RUSH: See, now you’re singing my tune. I don’t want to wait around ’til we get 55 or 56. We got the trend. We got, whatever it was, 53. We got a four million vote margin. We still sit around and accept the terms of the left. “Well, this isn’t a mandate. Why, with 55,000 votes change in Ohio, Kerry would have won.” BS. It’s an absolute lie. It’s an absolute myth. The fact is the Democrats are losing elections more and more often — and there’s a trend going, and it’s time to hammer the nail. You’re making my argument out here, and this is the thing people have been fighting for 40 and 50 years on the conservative side of things, and to have to continue to frame everything we do in the bibliography and the vocabulary of the left is frustrating and to continue to have to act defensive and stealth and use “trickinology” or whatever to run end runs around these people, the longer we do this and the longer we avoid acting confident and strong and decisive, the longer we’re going to have to put up with this duality here of having the liberals becoming more and more irrelevant yet still appearing to define the terms under which public policy is debated, and I for one am fed up with those terms and I’m fed up with the definition of compassion, and I’m fed up with the way we’ve gone about trying to prove to black people that we’re not racists.
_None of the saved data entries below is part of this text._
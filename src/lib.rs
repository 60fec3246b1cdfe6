//! anomflow: streaming anomaly detection for labeled numeric time-series
//! events.
//!
//! ## Architecture
//!
//! - **Ingress**: extracts `Metric`s from inbound bus events
//! - **Windower**: condenses metrics into fixed-width per-series buckets
//! - **Detector**: scores windows with a seasonality-aware kernel, sharded
//!   across a worker pool keyed by series identity
//! - **Gatherer**: coalesces consecutive anomalous rulings into scored
//!   anomalous spans, with timer- or replay-driven expiration
//! - **Binner**: optional fixed-width histogram over the span stream
//!
//! Stages run as tokio tasks wired with bounded channels; see
//! [`pipeline::Pipeline`] for assembly and shutdown semantics.

pub mod binner;
pub mod config;
pub mod detect;
pub mod gather;
pub mod ingress;
pub mod pipeline;
pub mod stats;
pub mod types;
pub mod window;

// Re-export the types most callers touch
pub use config::{ConfigError, PipelineConfig};
pub use ingress::Extractor;
pub use pipeline::{BusSink, FlushHandle, Pipeline};
pub use stats::Statistic;
pub use types::{AnomalousSpan, Bin, BusMessage, Metric, Ruling, ToBusMessage, Window};
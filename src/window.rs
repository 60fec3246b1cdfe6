//! Windower: condenses the metric stream into fixed-width per-series
//! buckets.
//!
//! A pure transducer — one async task driven entirely by its input channel,
//! no internal concurrency, no timers. A window is flushed when a newer
//! metric for the same series lands outside it; the tail window of each
//! series is by construction partial and is discarded when the input
//! closes.

use std::collections::HashMap;

use tokio::sync::mpsc;
use tokio_util::sync::CancellationToken;
use tracing::debug;

use crate::config::{ConfigError, WindowConfig};
use crate::types::{Metric, Window};

pub struct Windower {
    width_secs: i64,
    current: HashMap<String, Window>,
}

impl Windower {
    pub fn new(config: &WindowConfig) -> Result<Self, ConfigError> {
        if config.window_width <= 0 {
            return Err(ConfigError::WindowWidth);
        }
        Ok(Self {
            width_secs: config.window_width,
            current: HashMap::new(),
        })
    }

    /// Fold one metric into its series' current window. Returns the
    /// finished window when the metric lands outside it.
    pub fn observe(&mut self, metric: Metric) -> Option<Window> {
        let window = self
            .current
            .entry(metric.series.clone())
            .or_insert_with(|| Window {
                start: metric.timestamp,
                end: metric.timestamp,
                series: metric.series.clone(),
                value: 0.0,
                passthrough: metric.passthrough.clone(),
            });

        let mut flushed = None;
        let age_secs = (metric.timestamp - window.start).num_seconds();
        if age_secs >= self.width_secs {
            flushed = Some(window.clone());
            window.start = metric.timestamp;
            window.end = metric.timestamp;
            window.value = 0.0;
            window.passthrough = metric.passthrough.clone();
        }

        window.value += metric.value;
        // Late metrics fold in without moving the window boundary backwards.
        if metric.timestamp > window.end {
            window.end = metric.timestamp;
        }
        flushed
    }

    /// Run until the input closes or cancellation fires.
    pub async fn run(
        mut self,
        mut input: mpsc::Receiver<Metric>,
        output: mpsc::Sender<Window>,
        cancel: CancellationToken,
    ) {
        loop {
            let metric = tokio::select! {
                _ = cancel.cancelled() => break,
                metric = input.recv() => match metric {
                    Some(m) => m,
                    None => break,
                },
            };

            if let Some(window) = self.observe(metric) {
                tokio::select! {
                    _ = cancel.cancelled() => break,
                    sent = output.send(window) => {
                        if sent.is_err() {
                            break;
                        }
                    }
                }
            }
        }
        debug!(
            open_windows = self.current.len(),
            "windower stopped, discarding partial tail windows"
        );
    }
}

#[cfg(test)]
mod tests {
    use super::*;
    use crate::types::{FieldValue, MessageField};
    use chrono::{DateTime, TimeZone, Utc};

    fn ts(secs: i64) -> DateTime<Utc> {
        Utc.timestamp_opt(secs, 0).unwrap()
    }

    fn metric(t: i64, series: &str, value: f64) -> Metric {
        Metric {
            timestamp: ts(t),
            series: series.to_string(),
            value,
            passthrough: Vec::new(),
        }
    }

    fn windower(width: i64) -> Windower {
        Windower::new(&WindowConfig {
            window_width: width,
        })
        .unwrap()
    }

    #[test]
    fn rejects_nonpositive_width() {
        assert!(Windower::new(&WindowConfig { window_width: 0 }).is_err());
        assert!(Windower::new(&WindowConfig { window_width: -5 }).is_err());
    }

    #[test]
    fn flushes_when_a_metric_lands_outside_the_window() {
        let mut w = windower(10);
        assert!(w.observe(metric(0, "A", 1.0)).is_none());
        assert!(w.observe(metric(3, "A", 2.0)).is_none());

        let flushed = w.observe(metric(10, "A", 5.0)).unwrap();
        assert_eq!(flushed.start, ts(0));
        assert_eq!(flushed.end, ts(3));
        assert_eq!(flushed.value, 3.0);

        // The new current window holds only the triggering metric.
        let current = w.current.get("A").unwrap();
        assert_eq!(current.start, ts(10));
        assert_eq!(current.end, ts(10));
        assert_eq!(current.value, 5.0);
    }

    #[test]
    fn series_are_windowed_independently() {
        let mut w = windower(10);
        w.observe(metric(0, "A", 1.0));
        w.observe(metric(5, "B", 2.0));
        // B's window started at t=5, so t=12 is still inside it.
        assert!(w.observe(metric(12, "B", 1.0)).is_none());
        // A's window started at t=0, so t=12 flushes it.
        let flushed = w.observe(metric(12, "A", 1.0)).unwrap();
        assert_eq!(flushed.series, "A");
        assert_eq!(flushed.value, 1.0);
    }

    #[test]
    fn emitted_windows_are_ordered_and_disjoint_per_series() {
        let mut w = windower(10);
        let mut flushed = Vec::new();
        for t in (0..100).step_by(5) {
            if let Some(win) = w.observe(metric(t, "A", 1.0)) {
                flushed.push(win);
            }
        }
        for pair in flushed.windows(2) {
            assert!(pair[0].end < pair[1].start);
        }
        // Each flushed window summed two metrics of value 1.
        assert!(flushed.iter().all(|win| win.value == 2.0));
    }

    #[test]
    fn late_metric_folds_into_current_window() {
        let mut w = windower(10);
        w.observe(metric(20, "A", 1.0));
        // Strictly older than the window start: silently folded.
        assert!(w.observe(metric(15, "A", 4.0)).is_none());
        let current = w.current.get("A").unwrap();
        assert_eq!(current.value, 5.0);
        assert_eq!(current.start, ts(20));
        assert_eq!(current.end, ts(20));
    }

    #[test]
    fn passthrough_inherited_from_first_metric_of_the_bucket() {
        let mut w = windower(10);
        let mut m = metric(0, "A", 1.0);
        m.passthrough = vec![MessageField {
            name: "url".to_string(),
            value: FieldValue::Str("/home".to_string()),
            unit: String::new(),
        }];
        w.observe(m);
        let flushed = w.observe(metric(10, "A", 1.0)).unwrap();
        assert_eq!(flushed.passthrough.len(), 1);
        assert_eq!(flushed.passthrough[0].name, "url");
    }

    #[tokio::test]
    async fn run_discards_tail_window_on_close() {
        let (metric_tx, metric_rx) = mpsc::channel(8);
        let (window_tx, mut window_rx) = mpsc::channel(8);
        let task = tokio::spawn(windower(10).run(
            metric_rx,
            window_tx,
            CancellationToken::new(),
        ));

        metric_tx.send(metric(0, "A", 1.0)).await.unwrap();
        metric_tx.send(metric(10, "A", 2.0)).await.unwrap();
        drop(metric_tx);
        task.await.unwrap();

        // One full window flushed; the tail (value 2.0) discarded.
        let flushed = window_rx.recv().await.unwrap();
        assert_eq!(flushed.value, 1.0);
        assert!(window_rx.recv().await.is_none());
    }
}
I’m fed up with the way the left has gotten away with defining that when they’re the ones that perpetuate it. I’m tired of the superiority of the left, I’m tired of them sitting on their ivory towers and telling us, you know, what’s what and how is how, and I’m sick and tired of people that are not offended by it. I know that there are a number of different strategeries that you can employ to battle these things, but I’m going to tell you this, folks — and this is where the rubber meets the road; this is putting the pedal to the metal; this is where the hot knife goes through the butter; this is where the elevator goes all the way to the top: When it comes to winning elections, it has been done by articulating strong, fervent, decisive conservatism. It has not been done trying to fool people into thinking we’re something that they don’t think we are. We’ve not adopted the language of the left to go win elections, and we don’t have to do this. It’s amazing to me that conservatism wins elections and then after that the very people who benefited from the conservatism all of a sudden think they have to start speaking liberal language in order to stay in power and to prove to people that they’re not mean-spirited racist, sexist, bigot, homophobic and so forth, and that’s what I mean by acting defensive, or embarrassed, or what have you. Anyway, I’m a little long here, but that’s a great call out there.